Die Komplextheorie Jungs findet allerdings im Mainstream der heute dominierenden psychodynamischen und verhaltenstherapeutischen Konzepte wenig Beachtung. Dies liegt auch daran, dass Jungs Verständnis der Komplexbildungen kein einfaches ist und in seinen Schriften Veränderungen erfahren hat. Diese mehrschichtige Komplextheorie ist denn auch nicht so direkt in eine operationalisierte Therapiepraxis umzusetzen. Hier ist zudem die Interpretation und der persönlich-subjektive Stil des Therapeuten maßgeblich.
Daniel Reinemers Arbeitsstil ist ein direkter, persönlicher, fast leidenschaftlicher.
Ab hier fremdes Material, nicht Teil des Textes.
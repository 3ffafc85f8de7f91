//! Skill progression: caps, skill-ups, dodge, and ability procs.

pub mod logic;
pub mod types;

pub use logic::*;
pub use types::*;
Auch sollen die Darstellung und Sprache in diesem Buch gut zugänglich sein und insbesondere zur eigenen Nachdenklichkeit anregen. Dem Leser will der Autor Begleiter sein und nicht nur Empfänger.
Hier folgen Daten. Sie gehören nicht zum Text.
//! Numeric tuning constants.
//!
//! Settings arrive as a flat, externally editable key/value map. Every key is
//! optional; anything absent or unparsable keeps the default from
//! `core::constants`.

use super::constants::*;
use crate::config::coerce::{self, Row};
use serde::{Deserialize, Serialize};

#[derive(Debug, Clone, PartialEq, Serialize, Deserialize)]
pub struct Settings {
    // Hit chance
    pub hit_chance_base: f64,
    pub hit_chance_min: f64,
    pub hit_chance_max: f64,
    pub hit_skill_per_level: f64,
    pub hit_skill_factor: f64,
    pub hit_level_factor: f64,

    // Damage
    pub strength_damage_divisor: i32,
    pub damage_bonus_min: i32,
    pub damage_bonus_max: i32,
    pub unarmed_min_damage: i32,
    pub unarmed_max_damage: i32,

    // Armor class
    pub ac_mitigation_base: f64,
    pub ac_mitigation_per_level: f64,

    // XP triviality
    pub xp_green_threshold: i32,
    pub xp_reduced_threshold: i32,
    pub xp_reduced_multiplier: f64,

    // Leveling
    pub xp_curve_base: f64,
    pub xp_curve_exponent: f64,
    pub hp_per_level: i32,
    pub stamina_per_level: i32,
    pub hp_regen_per_tick: i32,
    pub stamina_regen_per_tick: i32,

    // Skills
    pub skill_cap_level_bonus: u32,
    pub skill_cap_level_multiplier: u32,
    pub skill_up_thresholds: [f64; 4],
    pub skill_up_chances: [f64; 5],

    // Dodge
    pub dodge_base_chance: f64,
    pub dodge_skill_divisor: f64,
    pub dodge_max_bonus: f64,

    // Abilities
    pub ability_skill_divisor: f64,
    pub ability_skill_bonus_cap: f64,
    pub ability_flat_skill_divisor: i32,

    // Quests
    pub quest_daily_limit: u32,
    pub max_active_quests: usize,
}

impl Default for Settings {
    fn default() -> Self {
        Self {
            hit_chance_base: HIT_CHANCE_BASE,
            hit_chance_min: HIT_CHANCE_MIN,
            hit_chance_max: HIT_CHANCE_MAX,
            hit_skill_per_level: HIT_SKILL_PER_DEFENDER_LEVEL,
            hit_skill_factor: HIT_SKILL_FACTOR,
            hit_level_factor: HIT_LEVEL_FACTOR,
            strength_damage_divisor: STRENGTH_DAMAGE_DIVISOR,
            damage_bonus_min: DAMAGE_BONUS_MIN,
            damage_bonus_max: DAMAGE_BONUS_MAX,
            unarmed_min_damage: UNARMED_MIN_DAMAGE,
            unarmed_max_damage: UNARMED_MAX_DAMAGE,
            ac_mitigation_base: AC_MITIGATION_BASE,
            ac_mitigation_per_level: AC_MITIGATION_PER_LEVEL,
            xp_green_threshold: XP_GREEN_THRESHOLD,
            xp_reduced_threshold: XP_REDUCED_THRESHOLD,
            xp_reduced_multiplier: XP_REDUCED_MULTIPLIER,
            xp_curve_base: XP_CURVE_BASE,
            xp_curve_exponent: XP_CURVE_EXPONENT,
            hp_per_level: HP_PER_LEVEL,
            stamina_per_level: STAMINA_PER_LEVEL,
            hp_regen_per_tick: HP_REGEN_PER_TICK,
            stamina_regen_per_tick: STAMINA_REGEN_PER_TICK,
            skill_cap_level_bonus: SKILL_CAP_LEVEL_BONUS,
            skill_cap_level_multiplier: SKILL_CAP_LEVEL_MULTIPLIER,
            skill_up_thresholds: SKILL_UP_TIER_THRESHOLDS,
            skill_up_chances: SKILL_UP_TIER_CHANCES,
            dodge_base_chance: DODGE_BASE_CHANCE,
            dodge_skill_divisor: DODGE_SKILL_DIVISOR,
            dodge_max_bonus: DODGE_MAX_BONUS,
            ability_skill_divisor: ABILITY_SKILL_DIVISOR,
            ability_skill_bonus_cap: ABILITY_SKILL_BONUS_CAP,
            ability_flat_skill_divisor: ABILITY_FLAT_SKILL_DIVISOR,
            quest_daily_limit: QUEST_DAILY_LIMIT,
            max_active_quests: MAX_ACTIVE_QUESTS,
        }
    }
}

impl Settings {
    /// Builds settings from a flat key/value map, keeping defaults for
    /// anything missing or invalid.
    pub fn from_map(map: &Row) -> Self {
        let d = Settings::default();
        let f = |key: &str, default: f64| coerce::number(map, key, default);
        let i = |key: &str, default: i32| coerce::int(map, key, default);
        let u = |key: &str, default: u32| coerce::uint(map, key, default);

        let mut thresholds = d.skill_up_thresholds;
        for (idx, slot) in thresholds.iter_mut().enumerate() {
            *slot = f(&format!("skillUpThreshold{}", idx + 1), *slot);
        }
        let mut chances = d.skill_up_chances;
        for (idx, slot) in chances.iter_mut().enumerate() {
            *slot = f(&format!("skillUpChance{}", idx + 1), *slot);
        }

        let settings = Self {
            hit_chance_base: f("hitChanceBase", d.hit_chance_base),
            hit_chance_min: f("hitChanceMin", d.hit_chance_min),
            hit_chance_max: f("hitChanceMax", d.hit_chance_max),
            hit_skill_per_level: f("hitSkillPerLevel", d.hit_skill_per_level),
            hit_skill_factor: f("hitSkillFactor", d.hit_skill_factor),
            hit_level_factor: f("hitLevelFactor", d.hit_level_factor),
            strength_damage_divisor: i("strengthDamageDivisor", d.strength_damage_divisor),
            damage_bonus_min: i("damageBonusMin", d.damage_bonus_min),
            damage_bonus_max: i("damageBonusMax", d.damage_bonus_max),
            unarmed_min_damage: i("unarmedMinDamage", d.unarmed_min_damage),
            unarmed_max_damage: i("unarmedMaxDamage", d.unarmed_max_damage),
            ac_mitigation_base: f("acMitigationBase", d.ac_mitigation_base),
            ac_mitigation_per_level: f("acMitigationPerLevel", d.ac_mitigation_per_level),
            xp_green_threshold: i("xpGreenThreshold", d.xp_green_threshold),
            xp_reduced_threshold: i("xpReducedThreshold", d.xp_reduced_threshold),
            xp_reduced_multiplier: f("xpReducedMultiplier", d.xp_reduced_multiplier),
            xp_curve_base: f("xpCurveBase", d.xp_curve_base),
            xp_curve_exponent: f("xpCurveExponent", d.xp_curve_exponent),
            hp_per_level: i("hpPerLevel", d.hp_per_level),
            stamina_per_level: i("staminaPerLevel", d.stamina_per_level),
            hp_regen_per_tick: i("hpRegenPerTick", d.hp_regen_per_tick),
            stamina_regen_per_tick: i("staminaRegenPerTick", d.stamina_regen_per_tick),
            skill_cap_level_bonus: u("skillCapLevelBonus", d.skill_cap_level_bonus),
            skill_cap_level_multiplier: u("skillCapLevelMultiplier", d.skill_cap_level_multiplier),
            skill_up_thresholds: thresholds,
            skill_up_chances: chances,
            dodge_base_chance: f("dodgeBaseChance", d.dodge_base_chance),
            dodge_skill_divisor: f("dodgeSkillDivisor", d.dodge_skill_divisor),
            dodge_max_bonus: f("dodgeMaxBonus", d.dodge_max_bonus),
            ability_skill_divisor: f("abilitySkillDivisor", d.ability_skill_divisor),
            ability_skill_bonus_cap: f("abilitySkillBonusCap", d.ability_skill_bonus_cap),
            ability_flat_skill_divisor: i("abilityFlatSkillDivisor", d.ability_flat_skill_divisor),
            quest_daily_limit: u("questDailyLimit", d.quest_daily_limit),
            max_active_quests: u("maxActiveQuests", d.max_active_quests as u32) as usize,
        };
        settings.sanitized()
    }

    /// Repairs combinations that would break the formulas (zero divisors,
    /// inverted ranges).
    fn sanitized(mut self) -> Self {
        let d = Settings::default();
        if self.hit_chance_min > self.hit_chance_max {
            std::mem::swap(&mut self.hit_chance_min, &mut self.hit_chance_max);
        }
        if self.damage_bonus_min > self.damage_bonus_max {
            std::mem::swap(&mut self.damage_bonus_min, &mut self.damage_bonus_max);
        }
        if self.unarmed_min_damage > self.unarmed_max_damage {
            std::mem::swap(&mut self.unarmed_min_damage, &mut self.unarmed_max_damage);
        }
        if self.strength_damage_divisor <= 0 {
            self.strength_damage_divisor = d.strength_damage_divisor;
        }
        if self.ability_flat_skill_divisor <= 0 {
            self.ability_flat_skill_divisor = d.ability_flat_skill_divisor;
        }
        if self.dodge_skill_divisor <= 0.0 {
            self.dodge_skill_divisor = d.dodge_skill_divisor;
        }
        if self.ability_skill_divisor <= 0.0 {
            self.ability_skill_divisor = d.ability_skill_divisor;
        }
        if self.skill_cap_level_multiplier == 0 {
            self.skill_cap_level_multiplier = d.skill_cap_level_multiplier;
        }
        self
    }
}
Daniel Reinemer vermag uns dafür zu sensibilisieren, was bei Jung so zentral in seinem Komplexverständnis ist: Der Kern eines Komplexes ist ein Schmerz, eine Verletzung oder Verwunderung, eine Beschämung oder Angst. Oder eine Art Legierung davon. Der Komplex als Ganzes ist wie eine schützende Ummantelung eines tiefen Seelenschmerzes. Der Komplex will und soll uns schützen vor der Wiederkehr des Unerträglichen. Doch diese (wie jede) Schutzbildung hat ihren Preis. Vermeidung und Verleugnung generiert Unwahrheit im seelisch Ganzen und bedeutet Verlust an Lebendigsein. Und vor allem bedeutet es Einschränkung im offenen »in Verbindung Sein« mit anderen. In Daniel Reinemers Darstellungen ist dieses Doppelgesicht eines Komplexes nah. Nur wenn wir mit einem solchen Blick uns anerkennend unseren eigenen Komplexen nähern, beginnen diese, sich auch uns, unserem Ich und Bewusstsein, (wieder) zu nähern. Daniel Reinemers Buch will Begleiter sein auf einem solchen Weg.